ACTIVITY >> In these entries, tally the lines where "Result" occurs. Respond with only the count.

DATASET RECORDS >>
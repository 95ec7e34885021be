//! Startup of the plugin engine from settings.
use std::path::Path;

use log::{debug, info};

use muddle_core::{PluginRegistry, PluginSettings, Result, RootPluginManager};

/// Load settings from `path`, or use the defaults when no file is given
pub fn load_settings(path: Option<&Path>) -> Result<PluginSettings> {
    match path {
        Some(path) => Ok(PluginSettings::load(path)?),
        None => Ok(PluginSettings::default()),
    }
}

/// Every plugin class the binary knows about: the built-in core plugins plus
/// the manifests declared in settings.
pub fn catalog(settings: &PluginSettings) -> Result<PluginRegistry> {
    let mut catalog = PluginRegistry::new();
    catalog.register(core_logging::plugin_class(&settings.log_level))?;

    for manifest in &settings.plugins {
        catalog.register(manifest.clone().into_class())?;
    }
    Ok(catalog)
}

/// Build the root manager, register the rest of the catalog and enable the
/// plugins listed under `enable`.
pub fn boot(settings: &PluginSettings) -> Result<RootPluginManager> {
    let catalog = catalog(settings)?;
    let mut root = RootPluginManager::from_settings(settings, &catalog)?;

    for (name, class) in catalog.iter() {
        if !root.is_registered(name) {
            root.register(class.clone())?;
        }
    }
    debug!("Registered plugins: {:?}", root.plugins().names());

    for name in &settings.enable {
        root.enable(name)?;
    }
    info!("Boot complete, {} plugin(s) enabled", root.enabled().len());
    Ok(root)
}
#![cfg(test)]

use crate::plugin_system::manager::PluginManager;
use crate::plugin_system::manifest::{ManifestBuilder, PluginManifest};

#[test]
fn test_manifest_new_defaults() {
    let manifest = PluginManifest::new("cluster-status");
    assert_eq!(manifest.name, "cluster-status");
    assert!(manifest.description.is_none());
    assert!(manifest.depends.is_empty());
}

#[test]
fn test_manifest_builder() {
    let manifest = ManifestBuilder::new("vm-console")
        .description("Serial console for virtual machines")
        .dependency("cluster-status")
        .dependencies(&["auth", "websocket"])
        .build();

    assert_eq!(manifest.name, "vm-console");
    assert_eq!(
        manifest.description.as_deref(),
        Some("Serial console for virtual machines")
    );
    assert_eq!(manifest.depends, vec!["cluster-status", "auth", "websocket"]);
}

#[test]
fn test_manifest_into_class() {
    let class = ManifestBuilder::new("vm-console")
        .description("console")
        .dependencies(&["cluster-status", "auth"])
        .build()
        .into_class();

    assert_eq!(class.name(), "vm-console");
    assert_eq!(class.depends(), ["cluster-status", "auth"]);
    assert_eq!(class.description(), Some("console"));
}

#[test]
fn test_manifest_plugins_enable_and_disable() {
    let mut manager = PluginManager::new();
    manager
        .register(PluginManifest::new("cluster-status").into_class())
        .unwrap();
    manager
        .register(
            ManifestBuilder::new("vm-console")
                .dependency("cluster-status")
                .build()
                .into_class(),
        )
        .unwrap();

    manager.enable("vm-console").unwrap();
    assert_eq!(manager.enabled_names(), vec!["cluster-status", "vm-console"]);

    let removed = manager.disable("cluster-status").unwrap();
    assert_eq!(removed, vec!["vm-console", "cluster-status"]);
}

#[test]
fn test_manifest_deserialize_defaults() {
    let manifest: PluginManifest = serde_json::from_str(r#"{ "name": "auth" }"#).unwrap();
    assert_eq!(manifest, PluginManifest::new("auth"));

    let manifest: PluginManifest =
        serde_json::from_str(r#"{ "name": "vm", "depends": ["auth"], "description": "VMs" }"#)
            .unwrap();
    assert_eq!(manifest.depends, vec!["auth"]);
    assert_eq!(manifest.description.as_deref(), Some("VMs"));
}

TASK SOLUTION >> 4